Moreover, Manning said, Kromberg told her lawyers in vague terms that prosecutors wanted to talk to her about her past statements. During her court-martial, Manning delivered a lengthy statement about how she came to copy archives of secret documents and send them to WikiLeaks, including her online interactions with someone who was likely Assange.
“It’s disappointing but not surprising that the government is continuing to pursue criminal charges against Julian Assange, apparently for his role in uncovering and providing the public truthful information about matters of great public interest,” said Barry Pollack, a lawyer for Assange.
In recent years, Assange and WikiLeaks have become notorious for their role in disseminating Democratic emails stolen by Russian hackers as part of the Russian government’s covert efforts to damage the 2016 Democratic presidential nominee, Hillary Clinton, and help Donald Trump win.
The anti-secrecy group, however, had previously vaulted to fame by publishing archives of classified documents — including logs of significant events in the Afghanistan and Iraq wars and diplomatic cables — that revealed many things about what was secretly happening in the world. All those initial files, it eventually emerged, had been provided by Manning.
In 2017, WikiLeaks published documents about CIA hacking tools. A software engineer, Joshua A. Schulte, has been charged with that leak.
After Manning’s leaks, the Obama administration had considered trying to indict Assange. But while it has become common to prosecute officials under the Espionage Act for leaking files, using it against someone who merely received and published leaked files raised fears about chilling investigative reporting.
The Obama legal team eventually shelved the idea. But the Trump legal team moved forward with developing a sealed criminal complaint against Assange — for something — last summer, providing a potential basis to seek his extradition were he to emerge from the embassy.
The subpoena to Manning, dated Jan. 22, says she was ordered to appear on Feb. 5 before a grand jury at the federal courthouse in Alexandria, Virginia. But she said that date got pushed back, and she is now supposed to testify on March 5.

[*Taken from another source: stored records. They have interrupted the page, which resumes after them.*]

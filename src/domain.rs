use derive_setters::Setters;
use thiserror::Error;

/// Name of a column, taken from the keys of the header record.
pub type Field = String;

pub const HELP_TEXT: &str =
    " <←/→> Column  <s/Enter> Sort  <Click header> Sort  <↑/↓> Scroll  <q> Quit ";

#[derive(Debug, Error)]
pub enum TableError {
    #[error("unknown field '{0}'")]
    UnknownField(Field),
    #[error("field '{0}' already exists")]
    DuplicateField(Field),
    #[error("no records loaded yet")]
    NotLoaded,
    #[error("invalid permutation: {0}")]
    InvalidPermutation(String),
    #[error("malformed record: {0}")]
    MalformedRecord(String),
    #[error(transparent)]
    IoError(#[from] std::io::Error),
    #[error(transparent)]
    JsonError(#[from] serde_json::Error),
    #[error("loading failed: {0}")]
    LoadingFailed(String),
    #[error("file not found")]
    FileNotFound,
    #[error("permission denied")]
    PermissionDenied,
    #[error("unknown file type, expected .json, .jsonl or .ndjson")]
    UnknownFileType,
}

#[derive(Debug, Clone, Setters)]
pub struct TableConfig {
    /// Report keys of data records that are not part of the header.
    pub verify_no_leftover_keys: bool,
    /// Field sorted (without reversing) right after loading.
    #[setters(strip_option, into)]
    pub initial_sort: Option<Field>,
    /// Display text for cells without a value.
    #[setters(into)]
    pub absent_placeholder: String,
    pub event_poll_time: u64,
    pub max_column_width: usize,
}

impl Default for TableConfig {
    fn default() -> Self {
        Self {
            verify_no_leftover_keys: true,
            initial_sort: None,
            absent_placeholder: String::new(),
            event_poll_time: 100,
            max_column_width: 40,
        }
    }
}

#[derive(Debug, Clone, PartialEq)]
pub enum Message {
    Quit,
    MoveLeft,
    MoveRight,
    MoveUp,
    MoveDown,
    MovePageUp,
    MovePageDown,
    SortSelected,
    Click(u16, u16),
    Resize(usize, usize),
}

#[cfg(test)]
mod tests {
    use super::*;

    #[test]
    fn config_defaults_verify_leftover_keys() {
        let cfg = TableConfig::default();
        assert!(cfg.verify_no_leftover_keys);
        assert!(cfg.initial_sort.is_none());
        assert_eq!(cfg.absent_placeholder, "");
    }

    #[test]
    fn config_setters_chain() {
        let cfg = TableConfig::default()
            .verify_no_leftover_keys(false)
            .initial_sort("price")
            .absent_placeholder("∅");
        assert!(!cfg.verify_no_leftover_keys);
        assert_eq!(cfg.initial_sort.as_deref(), Some("price"));
        assert_eq!(cfg.absent_placeholder, "∅");
    }

    #[test]
    fn errors_name_the_field() {
        let err = TableError::UnknownField("weight".into());
        assert_eq!(err.to_string(), "unknown field 'weight'");
    }
}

During her court-martial, Manning took responsibility for her actions and said Assange had not directed them.
“No one associated with WLO” — an abbreviation she used to refer to the WikiLeaks organization — “pressured me into sending any more information,” she said at the time. “I take full responsibility.”
Because that account would seemingly be helpful to the defense, she said she wondered if prosecutors wanted to try to get her to back away from it. She would not do so, she insisted, while criticizing the secrecy that surrounds grand jury proceedings.
“I am not going to contribute to a process that I feel is dangerous and could potentially place me in a position where I am forced to backtrack on the truth,” she said.